Task requirements: Transcribe the listing below from its opening line up to and including the line that contains "pub const DEFAULT_QUERY_BATCH_SIZE: usize"; reproduce nothing else.

Given records:
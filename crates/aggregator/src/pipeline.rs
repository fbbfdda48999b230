//! Distribution cycle orchestration.
//!
//! `Distributor` wires the allocation delta, the reconciler, the
//! commitment builder and the checker to a dataset store and a ledger
//! client. Everything before the ledger submission is side-effect free
//! apart from content-addressed (idempotent) store writes, so a cycle can
//! be abandoned at any point before `submit`.

use std::sync::Arc;

use futures::future::try_join_all;
use tracing::{debug, info};

use merkledrop_core::{
    checked_sum, Address, Amount, DatasetEntry, Digest, DistributionDataset, StoragePointer,
};
use merkledrop_prover::{Committer, KeccakCommitter};
use merkledrop_settlement::{
    DistributionRecord, LedgerClient, LedgerError, Payee, Transition, TxReceipt,
};
use merkledrop_store::DatasetStore;

use crate::allocation::AllocationOutcome;
use crate::checker::Checker;
use crate::commitment::{ClaimBundle, Commitment};
use crate::reconcile::{reconcile, verify_transition};
use crate::{AggregatorError, Result};

/// Default number of claimed-counter queries per batch
pub const DEFAULT_QUERY_BATCH_SIZE: usize = 100;

/// A computed but not yet submitted add/update
#[derive(Debug, Clone)]
pub struct PreparedUpdate {
    pub token: Address,
    /// Ledger root the update was computed against (`None` for a new
    /// distribution)
    pub base_root: Option<Digest>,
    /// Dataset the update was merged into
    pub previous: DistributionDataset,
    pub commitment: Commitment,
    /// Sum of the delta
    pub delta_total: Amount,
    /// Total to submit: previous total plus delta total
    pub total_amount: Amount,
}

impl PreparedUpdate {
    pub fn is_new(&self) -> bool {
        self.base_root.is_none()
    }
}

/// A distribution state committed to the ledger
#[derive(Debug, Clone)]
pub struct Published {
    pub token: Address,
    pub root: Digest,
    pub storage_pointer: StoragePointer,
    pub total_amount: Amount,
    pub receipt: TxReceipt,
}

#[derive(Debug, Clone)]
pub struct WithdrawalOutcome {
    pub token: Address,
    pub root: Digest,
    pub storage_pointer: StoragePointer,
    /// New total: the sum of claimed counters
    pub total_claimed: Amount,
    /// Amount released to the treasury
    pub withdrawn: Amount,
    /// Recipients kept in the claimed-only dataset
    pub recipients: usize,
    pub receipt: TxReceipt,
}

pub struct Distributor {
    store: Arc<dyn DatasetStore>,
    ledger: Arc<dyn LedgerClient>,
    committer: Arc<dyn Committer>,
    checker: Checker,
    query_batch_size: usize,
}

impl Distributor {
    pub fn new(store: Arc<dyn DatasetStore>, ledger: Arc<dyn LedgerClient>) -> Self {
        Self::with_committer(store, ledger, Arc::new(KeccakCommitter))
    }

    pub fn with_committer(
        store: Arc<dyn DatasetStore>,
        ledger: Arc<dyn LedgerClient>,
        committer: Arc<dyn Committer>,
    ) -> Self {
        Self {
            store,
            ledger,
            checker: Checker::new(committer.clone()),
            committer,
            query_batch_size: DEFAULT_QUERY_BATCH_SIZE,
        }
    }

    /// Set the claimed-counter query batch size (clamped to at least 1).
    pub fn with_query_batch_size(mut self, size: usize) -> Self {
        self.query_batch_size = size.max(1);
        self
    }

    pub fn ledger(&self) -> &Arc<dyn LedgerClient> {
        &self.ledger
    }

    pub fn store(&self) -> &Arc<dyn DatasetStore> {
        &self.store
    }

    // ==================== Distribution cycle ====================

    /// Allocate → reconcile → commit, without touching the ledger.
    pub async fn prepare_update(
        &self,
        token: Address,
        delta: &AllocationOutcome,
    ) -> Result<PreparedUpdate> {
        let record = self.ledger.distribution(&token).await?;
        if record.as_ref().map_or(false, |r| r.paused) {
            return Err(LedgerError::Paused(token).into());
        }

        let previous = match &record {
            Some(record) => self.fetch_verified(record).await?,
            None => DistributionDataset::empty(),
        };

        let reconciliation = reconcile(&previous, delta)?;
        let commitment = Commitment::build(
            self.committer.as_ref(),
            Some(token),
            reconciliation.entries,
        )?;
        let total_amount = previous
            .total_amount
            .checked_add(reconciliation.delta_total)
            .ok_or(merkledrop_core::CoreError::AmountOverflow)?;

        info!(
            "Prepared {} for {} (root: {}, total: {}, recipients: {})",
            if record.is_some() { "update" } else { "add" },
            token.short(),
            hex::encode(&commitment.root()[..8]),
            total_amount,
            commitment.dataset().len(),
        );

        Ok(PreparedUpdate {
            token,
            base_root: record.map(|r| r.merkle_root),
            previous,
            commitment,
            delta_total: reconciliation.delta_total,
            total_amount,
        })
    }

    /// Check a prepared update, store its dataset and submit it.
    pub async fn publish(&self, prepared: PreparedUpdate) -> Result<Published> {
        let token = prepared.token;
        let record = self.ledger.distribution(&token).await?;

        match (&record, prepared.base_root) {
            (Some(record), _) if record.paused => return Err(LedgerError::Paused(token).into()),
            (Some(record), Some(base)) if record.merkle_root != base => {
                return Err(AggregatorError::RootMismatch {
                    expected: record.merkle_root,
                    computed: base,
                })
            }
            (Some(_), None) => return Err(LedgerError::AlreadyExists(token).into()),
            (None, Some(_)) => return Err(LedgerError::NotFound(token).into()),
            _ => {}
        }

        let dataset = prepared.commitment.dataset();
        verify_transition(&prepared.previous, dataset.entries(), prepared.delta_total)?;
        self.checker.verify_commitment(&prepared.commitment)?;
        self.checker.check_total(dataset, prepared.total_amount)?;

        let storage_pointer = self.store.put(dataset).await?;
        let root = dataset.merkle_root;
        let total_amount = prepared.total_amount;

        let transition = if prepared.is_new() {
            Transition::Add {
                token,
                root,
                storage_pointer,
                total_amount,
            }
        } else {
            Transition::Update {
                token,
                expected_root: prepared.base_root,
                root,
                storage_pointer,
                total_amount,
            }
        };
        let receipt = self.ledger.submit(transition).await?;

        info!(
            "Published distribution for {} (root: {}, pointer: {}, total: {})",
            token.short(),
            hex::encode(&root[..8]),
            storage_pointer.short(),
            total_amount,
        );

        Ok(Published {
            token,
            root,
            storage_pointer,
            total_amount,
            receipt,
        })
    }

    /// Run one full distribution cycle for `token`.
    pub async fn distribute(&self, token: Address, delta: &AllocationOutcome) -> Result<Published> {
        let prepared = self.prepare_update(token, delta).await?;
        self.publish(prepared).await
    }

    // ==================== Withdrawal ====================

    /// Pause (if needed), shrink the commitment to claimed amounts and
    /// withdraw the unclaimed remainder.
    pub async fn withdraw(&self, token: Address) -> Result<WithdrawalOutcome> {
        let record = self.require_distribution(&token).await?;
        if record.paused {
            info!("Distribution for {} already paused", token.short());
        } else {
            self.ledger
                .submit(Transition::PauseForWithdrawal { token })
                .await?;
        }

        let record = self.require_distribution(&token).await?;
        let dataset = self.fetch_verified(&record).await?;

        let recipients: Vec<Address> = dataset.entries().iter().map(|e| e.address).collect();
        let claimed = self.query_claimed(&token, &recipients).await?;

        let mut entries = Vec::new();
        for (entry, claimed) in dataset.entries().iter().zip(claimed) {
            let kept = claimed.min(entry.amount);
            if !kept.is_zero() {
                entries.push(DatasetEntry::new(entry.address, entries.len() as u64, kept));
            }
        }
        let total_claimed = checked_sum(entries.iter().map(|e| &e.amount))?;
        info!(
            "Withdrawal for {}: {} of {} recipients claimed {} of {}",
            token.short(),
            entries.len(),
            dataset.len(),
            total_claimed,
            record.total_amount,
        );

        let commitment = Commitment::build(self.committer.as_ref(), Some(token), entries)?;
        self.checker.check_total(commitment.dataset(), record.total_claimed)?;

        let storage_pointer = self.store.put(commitment.dataset()).await?;
        let root = commitment.root();
        let receipt = self
            .ledger
            .submit(Transition::WithdrawUnclaimed {
                token,
                root,
                storage_pointer,
                total_amount: total_claimed,
            })
            .await?;

        let withdrawn = receipt
            .transfers
            .iter()
            .filter(|t| t.to == Payee::Treasury)
            .fold(Amount::zero(), |acc, t| acc.saturating_add(t.amount));

        Ok(WithdrawalOutcome {
            token,
            root,
            storage_pointer,
            total_claimed,
            withdrawn,
            recipients: commitment.dataset().len(),
            receipt,
        })
    }

    /// Claimed counters for `recipients`, queried in concurrent batches.
    pub async fn query_claimed(
        &self,
        token: &Address,
        recipients: &[Address],
    ) -> Result<Vec<Amount>> {
        let batches = recipients.chunks(self.query_batch_size).map(|batch| {
            let ledger = self.ledger.clone();
            async move { ledger.claimed_batch(token, batch).await }
        });
        let results = try_join_all(batches).await?;
        debug!(
            "Queried {} claimed counters in {} batches",
            recipients.len(),
            results.len()
        );
        Ok(results.into_iter().flatten().collect())
    }

    // ==================== Queries ====================

    /// Verified commitment behind the token's current ledger state.
    pub async fn current_commitment(&self, token: &Address) -> Result<Commitment> {
        let record = self.require_distribution(token).await?;
        let dataset = self.fetch_verified(&record).await?;
        Ok(Commitment::from_dataset(self.committer.as_ref(), dataset))
    }

    /// Claim material for `address` under the current commitment.
    pub async fn claim_bundle(&self, token: &Address, address: &Address) -> Result<ClaimBundle> {
        self.current_commitment(token)
            .await?
            .claim(address)
            .ok_or(AggregatorError::UnknownRecipient(*address))
    }

    async fn require_distribution(&self, token: &Address) -> Result<DistributionRecord> {
        self.ledger
            .distribution(token)
            .await?
            .ok_or_else(|| LedgerError::NotFound(*token).into())
    }

    async fn fetch_verified(&self, record: &DistributionRecord) -> Result<DistributionDataset> {
        let dataset = self.store.get(record.storage_pointer).await?;
        self.checker.verify_published(record, &dataset)?;
        Ok(dataset)
    }
}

Exercise response:
filename crates/aggregator/src/pipeline.rs
repository fbbfdda48999b230
//! Distribution cycle orchestration.
//!
//! `Distributor` wires the allocation delta, the reconciler, the
//! commitment builder and the checker to a dataset store and a ledger
//! client. Everything before the ledger submission is side-effect free
//! apart from content-addressed (idempotent) store writes, so a cycle can
//! be abandoned at any point before `submit`.

use std::sync::Arc;

use futures::future::try_join_all;
use tracing::{debug, info};

use merkledrop_core::{
    checked_sum, Address, Amount, DatasetEntry, Digest, DistributionDataset, StoragePointer,
};
use merkledrop_prover::{Committer, KeccakCommitter};
use merkledrop_settlement::{
    DistributionRecord, LedgerClient, LedgerError, Payee, Transition, TxReceipt,
};
use merkledrop_store::DatasetStore;

use crate::allocation::AllocationOutcome;
use crate::checker::Checker;
use crate::commitment::{ClaimBundle, Commitment};
use crate::reconcile::{reconcile, verify_transition};
use crate::{AggregatorError, Result};

/// Default number of claimed-counter queries per batch
pub const DEFAULT_QUERY_BATCH_SIZE: usize = 100;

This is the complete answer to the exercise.